The Central Processor Assist for Cryptographic Function (CPACF) runs synchronized with its corresponding central processor. Hence, each central processor has its own CPACF on System z hardware. The secure hash algorithms (SHA-1 and SHA-256) support is immediately available, but you have to enable the symmetric cipher support for CPACF explicitly. CPACF fully supports the symmetric cyphers DES, TDES, and AES-128.

Performance tests show that enabling CPACF significantly improves the performance of secure SSL communication.

The chart below shows the throughput improvements with enabled CPACF for the most common symmetric ciphers:

  • All fully CPACF supported ciphers (DES, TDES, AES-128) perform nearly three times better.
  • Ciphers which are not supported improve as well, because CPACF is also backing SHA algorithms.

All tests are based on a single client/server SSL connection, with 1000KB data exchange.

System z9 CPACF cipher support - Normalized throughput

CPACF saves 80% CPU cost for DES and AES-128 cipher encryption. For TDES, CPACF actually saves 90% CPU cost.

System z9 CPACF cipher support - CPU cost per throughput

Test environment
  • IBM System z9 (2094-S18)
  • IBM System Storage DS8300 (2107-922)
  • LPAR with 4 CPUs
  • SLES10 SP1 including
    • Linux generic zcrypt device driver 2.1.0
    • OpenSSL 0.9.8a
    • Interface Library (libICA) 1.3.7
    • OpenSSL HW engine support ibmca 1.3.7

Back to top


CEX2 and CPACF performance tests

Our tests with different data sizes show the best performance benefits with the cryptographic services CPACF and CEX2A.

Test scenario with small data sizes

Within each secure connection, the test exchanges 20KB. The single client/server SSL connection uses the symmetric cipher AES-128.

Results with small data sizes

Compared to a system without cryptographic hardware support, the major improvement is achieved through the CEX2A. Because the SSL handshake is the most cost intensive portion in this test, the smaller the transferred data portion of a SSL connection, the more important is the faster processing of the SSL handshake.

 

System z Crypto Express2 Support - Normalized throughput for small data sizes

The following chart indicates the reduced CPU costs depending on the used cryptographic hardware support.

System z Crypto Express2 Support - CPU cost per throughput for small data sizes

Test scenario with large data sizes

Within each secure connection, the test exchanges 1000KB. The single client/server SSL connection uses the symmetric cipher AES-128.

Results with large data sizes

In this test the major improvement is caused by CPACF, because the most cost intensive portion of this test is the exchange of the encrypted data.

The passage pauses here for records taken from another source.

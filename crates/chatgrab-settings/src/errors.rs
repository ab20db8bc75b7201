//! Settings error types.

use thiserror::Error;

/// Errors that can occur when loading or parsing settings.
#[derive(Debug, Error)]
pub enum SettingsError {
    /// Failed to read the settings file from disk.
    #[error("failed to read settings file: {0}")]
    Io(#[from] std::io::Error),
    /// Failed to parse JSON in the settings file.
    #[error("failed to parse settings JSON: {0}")]
    Json(#[from] serde_json::Error),
    /// A settings value was invalid (e.g., out of range).
    #[error("invalid settings value: {0}")]
    InvalidValue(String),
}

/// Result type for settings operations.
pub type Result<T> = std::result::Result<T, SettingsError>;

// ─────────────────────────────────────────────────────────────────────────────
// Tests
// ─────────────────────────────────────────────────────────────────────────────

#[cfg(test)]
mod tests {
    use super::*;

    #[test]
    fn io_error_display() {
        let err = SettingsError::Io(std::io::Error::new(
            std::io::ErrorKind::NotFound,
            "not found",
        ));
        assert!(err.to_string().contains("not found"));
    }

    #[test]
    fn json_error_display() {
        let json_err = serde_json::from_str::<serde_json::Value>("invalid").unwrap_err();
        let err = SettingsError::Json(json_err);
        assert!(err.to_string().contains("parse settings JSON"));
    }

    #[test]
    fn invalid_value_display() {
        let err = SettingsError::InvalidValue("interval out of range".to_string());
        assert_eq!(
            err.to_string(),
            "invalid settings value: interval out of range"
        );
    }

    #[test]
    fn io_error_from_conversion() {
        let io_err = std::io::Error::new(std::io::ErrorKind::PermissionDenied, "denied");
        let err: SettingsError = io_err.into();
        assert!(matches!(err, SettingsError::Io(_)));
    }

    #[test]
    fn json_error_from_conversion() {
        let json_err = serde_json::from_str::<serde_json::Value>("{bad}").unwrap_err();
        let err: SettingsError = json_err.into();
        assert!(matches!(err, SettingsError::Json(_)));
    }
}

System z Crypto Express2 Support - Normalized throughput for large data sizes

System z Crypto Express2 Support - CPU cost per throughput for large data sizes

Test environment
  • IBM System z9 (2094-S18)
  • IBM System Storage DS8300 (2107-922)
  • LPAR with 4 CPUs
  • SLES10 SP1 including
    • Linux generic zcrypt device driver 2.1.0
    • OpenSSL 0.9.8a
    • Interface Library (libICA) 1.3.7
    • OpenSSL HW engine support ibmca 1.3.7

Back to top


In-kernel crypto exploiting CPACF

The s390 in-kernel crypto functions use CPACF supported ciphers and secure hash algorithms to implement the interfaces defined by the Linux in-kernel cryptographic API.

To use the s390 specific in-kernel crypto algorithms, the Linux kernel must be configured. The s390 crypto support can be built into the kernel or put into modules. For this, switch the 'Cryptographic options' in the kernel configuration menu. Both, the s390 variants and the generic algorithms can be configured at the same time. Linux chooses the s390 variant when the CPACF feature supports them. Otherwise, Linux chooses the generic option.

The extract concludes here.